### Supplied data

//! Renderable unit: binds content (geometry, texture, color) to the world
//! through instances, and caches resolved pipelines per LOD slot.

use std::sync::Arc;

use glam::Mat4;
use tracing::warn;

use crate::geometry::{GeometryCache, TextureCache};
use crate::layer::LayerStyle;
use crate::rendering::{PipelineCache, PipelineConfig, PipelineId, Rgba};
use crate::scene::{InstanceSnapshot, Level, LevelRange};

/// Number of discrete LOD slots; one per distance octave.
pub const LOD_SLOT_COUNT: usize = 8;

/// Level-of-detail context for one compiled instance.
#[derive(Clone, Copy, Debug)]
pub struct LodState {
    pub level: Level,
    pub view: Mat4,
    pub model: Mat4,
}

impl LodState {
    /// Distance octave of the instance origin in view space, clamped to the
    /// available slots.
    pub fn index(&self) -> usize {
        let distance = (self.view * self.model).w_axis.truncate().length();
        if distance <= 1.0 {
            0
        } else {
            (distance.log2().floor() as usize).min(LOD_SLOT_COUNT - 1)
        }
    }
}

#[derive(Clone, Default)]
struct LodSlot {
    geometry: Option<Arc<GeometryCache>>,
    texture: Option<Arc<TextureCache>>,
    pipeline: Option<PipelineId>,
}

/// Content bound into the world. Without instances the renderable still
/// draws once, untransformed, at the default level.
#[derive(Clone)]
pub struct Renderable {
    pub color: Rgba,
    pub geometry: Option<Arc<GeometryCache>>,
    pub texture: Option<Arc<TextureCache>>,
    pub instances: Vec<InstanceSnapshot>,
    /// Union of instance levels, refreshed with the snapshot.
    pub level_range: LevelRange,
    /// Overrides the derived pipeline configuration when set.
    pub pipeline_override: Option<PipelineConfig>,

    slots: [LodSlot; LOD_SLOT_COUNT],
}

impl Renderable {
    pub fn new(color: Rgba) -> Self {
        Renderable {
            color,
            geometry: None,
            texture: None,
            instances: Vec::new(),
            level_range: LevelRange::default(),
            pipeline_override: None,
            slots: Default::default(),
        }
    }

    pub fn with_geometry(mut self, geometry: Arc<GeometryCache>) -> Self {
        self.geometry = Some(geometry);
        self
    }

    pub fn with_texture(mut self, texture: Arc<TextureCache>) -> Self {
        self.texture = Some(texture);
        self
    }

    pub fn with_instances(mut self, instances: Vec<InstanceSnapshot>) -> Self {
        self.refresh(instances);
        self
    }

    /// Replace the instance snapshot (called on scene topology changes) and
    /// drop every cached LOD resolution.
    pub fn refresh(&mut self, instances: Vec<InstanceSnapshot>) {
        self.level_range = LevelRange::default();
        for instance in &instances {
            self.level_range.embrace(instance.level);
        }
        self.instances = instances;
        self.slots = Default::default();
    }

    /// Resolved geometry for a LOD slot. A single-resolution asset serves
    /// every slot; the cache exists so richer assets can swap content per
    /// octave without touching the compile loop.
    pub fn geometry_for(&mut self, lod: &LodState) -> Option<Arc<GeometryCache>> {
        let slot = &mut self.slots[lod.index()];
        if slot.geometry.is_none() {
            slot.geometry = self.geometry.clone();
        }
        slot.geometry.clone()
    }

    pub fn texture_for(&mut self, lod: &LodState) -> Option<Arc<TextureCache>> {
        let slot = &mut self.slots[lod.index()];
        if slot.texture.is_none() {
            slot.texture = self.texture.clone();
        }
        slot.texture.clone()
    }

    /// Pipeline for a LOD slot, resolving through the renderer's dedup
    /// cache on first use. Returns `None` when there is no content to
    /// build a pipeline from.
    pub fn pipeline_for(
        &mut self,
        lod: &LodState,
        style: LayerStyle,
        cache: &mut PipelineCache,
    ) -> Option<PipelineId> {
        if let Some(id) = self.slots[lod.index()].pipeline {
            return Some(id);
        }
        if self.geometry.is_none() && self.texture.is_none() {
            warn!("no contents available for generating pipeline");
            return None;
        }

        let config = match self.pipeline_override {
            Some(config) => config,
            None => {
                let mut config = PipelineConfig {
                    // Hierarchical layers rely on draw order, not depth.
                    depth_test: !style.contains(LayerStyle::HIERARCHICAL),
                    ..PipelineConfig::default()
                };
                if let Some(geometry) = &self.geometry {
                    config.colorize = geometry.has_vertex_colors();
                }
                config
            }
        };

        let id = cache.get_or_create(config);
        self.slots[lod.index()].pipeline = Some(id);
        Some(id)
    }
}

#[cfg(test)]
mod tests {
    use super::*;
    use crate::geometry::MeshData;
    use glam::Vec3;

    fn quad() -> Arc<GeometryCache> {
        Arc::new(GeometryCache::build(&MeshData::quad(1.0, 1.0)).unwrap())
    }

    fn default_lod() -> LodState {
        LodState { level: Level::DEFAULT, view: Mat4::IDENTITY, model: Mat4::IDENTITY }
    }

    #[test]
    fn lod_index_grows_with_distance() {
        let near = LodState {
            level: Level::DEFAULT,
            view: Mat4::IDENTITY,
            model: Mat4::from_translation(Vec3::new(0.0, 0.0, -1.5)),
        };
        let far = LodState {
            level: Level::DEFAULT,
            view: Mat4::IDENTITY,
            model: Mat4::from_translation(Vec3::new(0.0, 0.0, -200.0)),
        };
        assert!(near.index() < far.index());
        assert!(far.index() < LOD_SLOT_COUNT);
    }

    #[test]
    fn contentless_renderable_yields_no_pipeline() {
        let mut cache = PipelineCache::new();
        let mut renderable = Renderable::new(Rgba::WHITE);
        let id = renderable.pipeline_for(&default_lod(), LayerStyle::default(), &mut cache);
        assert!(id.is_none());
        assert!(cache.is_empty());
    }

    #[test]
    fn pipeline_resolution_is_cached_per_slot() {
        let mut cache = PipelineCache::new();
        let mut renderable = Renderable::new(Rgba::WHITE).with_geometry(quad());
        let first = renderable
            .pipeline_for(&default_lod(), LayerStyle::default(), &mut cache)
            .unwrap();
        let second = renderable
            .pipeline_for(&default_lod(), LayerStyle::default(), &mut cache)
            .unwrap();
        assert_eq!(first, second);
        assert_eq!(cache.len(), 1);
    }

    #[test]
    fn hierarchical_layers_disable_depth_testing() {
        let mut cache = PipelineCache::new();
        let mut renderable = Renderable::new(Rgba::WHITE).with_geometry(quad());
        let id = renderable
            .pipeline_for(&default_lod(), LayerStyle::HIERARCHICAL, &mut cache)
            .unwrap();
        assert!(!cache.get(id).config().depth_test);
    }

    #[test]
    fn refresh_updates_level_range_and_drops_slots() {
        let mut cache = PipelineCache::new();
        let mut renderable = Renderable::new(Rgba::WHITE).with_geometry(quad());
        renderable
            .pipeline_for(&default_lod(), LayerStyle::default(), &mut cache)
            .unwrap();
        renderable.refresh(vec![
            InstanceSnapshot::default().with_level(Level(2)),
            InstanceSnapshot::default().with_level(Level(-1)),
        ]);
        assert!(renderable.level_range.contains(Level(2)));
        assert!(renderable.level_range.contains(Level(-1)));
        assert!(renderable.slots[0].pipeline.is_none());
    }
}
/// Demo entry point: a spinning lit cube rendered to the terminal.
/// Press any key to exit.
use std::io::{stdout, Write};
use std::sync::Arc;
use std::time::{Duration, Instant};

use crossterm::style::{Color, Colors, Print, ResetColor, SetColors};
use crossterm::{cursor, event, execute, queue, terminal};
use glam::{Mat4, Quat, UVec2, Vec3};

use glyph_engine::*;

/// Terminal-backed presentation surface.
struct TerminalSurface {
    resolution: UVec2,
}

impl Surface for TerminalSurface {
    fn resolution(&self) -> UVec2 {
        self.resolution
    }

    fn present(&mut self, image: &GlyphImage) {
        let mut out = stdout();
        let _ = queue!(out, cursor::MoveTo(0, 0));
        for y in 0..image.height() {
            let _ = queue!(out, cursor::MoveTo(0, y as u16));
            for x in 0..image.width() {
                let cell = image.get(x, y);
                let _ = queue!(
                    out,
                    SetColors(Colors::new(
                        Color::Rgb { r: cell.fg.r, g: cell.fg.g, b: cell.fg.b },
                        Color::Rgb { r: cell.bg.r, g: cell.bg.g, b: cell.bg.b },
                    )),
                    Print(cell.symbol),
                );
            }
        }
        let _ = queue!(out, ResetColor);
        let _ = out.flush();
    }
}

fn main() -> Result<(), Box<dyn std::error::Error>> {
    tracing_subscriber::fmt()
        .with_writer(std::io::stderr)
        .with_max_level(tracing::Level::WARN)
        .init();

    let (cols, rows) = terminal::size()?;
    let resolution = UVec2::new(cols.max(1) as u32, rows.max(1) as u32);

    terminal::enable_raw_mode()?;
    execute!(stdout(), terminal::EnterAlternateScreen, cursor::Hide)?;

    let result = run(resolution);

    execute!(stdout(), cursor::Show, terminal::LeaveAlternateScreen)?;
    terminal::disable_raw_mode()?;
    result
}

fn run(resolution: UVec2) -> Result<(), Box<dyn std::error::Error>> {
    let surface = TerminalSurface { resolution };
    let mut renderer = Renderer::new(Some(Box::new(surface)), RenderConfig::default())?;

    let cube = Arc::new(GeometryCache::build(&MeshData::cube(3.0))?);
    let layer_index = renderer.create_layer(LayerStyle::default());

    let layer = renderer.layer_mut(layer_index);
    layer.cameras.push(Camera::new());
    layer
        .lights
        .push(Light::directional(Rgba::opaque(255, 240, 210)));
    layer.lights[0]
        .instances
        .push(InstanceSnapshot::at(Mat4::from_quat(Quat::from_rotation_x(
            -0.9,
        ))));
    layer
        .renderables
        .push(Renderable::new(Rgba::opaque(90, 200, 255)).with_geometry(cube));

    let scene = SceneNode::with_renderables(vec![RenderableRef {
        layer: layer_index,
        index: 0,
    }]);

    let started = Instant::now();
    loop {
        if event::poll(Duration::from_millis(1))? {
            if let event::Event::Key(_) = event::read()? {
                break;
            }
        }

        let t = started.elapsed().as_secs_f32();
        let spin = Quat::from_rotation_y(t * 0.8) * Quat::from_rotation_x(t * 0.5);
        let transform =
            Mat4::from_rotation_translation(spin, Vec3::new(0.0, 0.0, -7.0));
        renderer
            .layer_mut(layer_index)
            .renderables[0]
            .refresh(vec![InstanceSnapshot::at(transform).with_bounding_radius(2.6)]);

        renderer.draw(&scene);
        std::thread::sleep(Duration::from_millis(33));
    }

    Ok(())
}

### Problem statement
Only lines containing the word "Quat" should appear in the answer, and every such line from the records above must be there.

### Output of the exercise
use glam::{Mat4, Quat, UVec2, Vec3};
        .push(InstanceSnapshot::at(Mat4::from_quat(Quat::from_rotation_x(
        let spin = Quat::from_rotation_y(t * 0.8) * Quat::from_rotation_x(t * 0.5);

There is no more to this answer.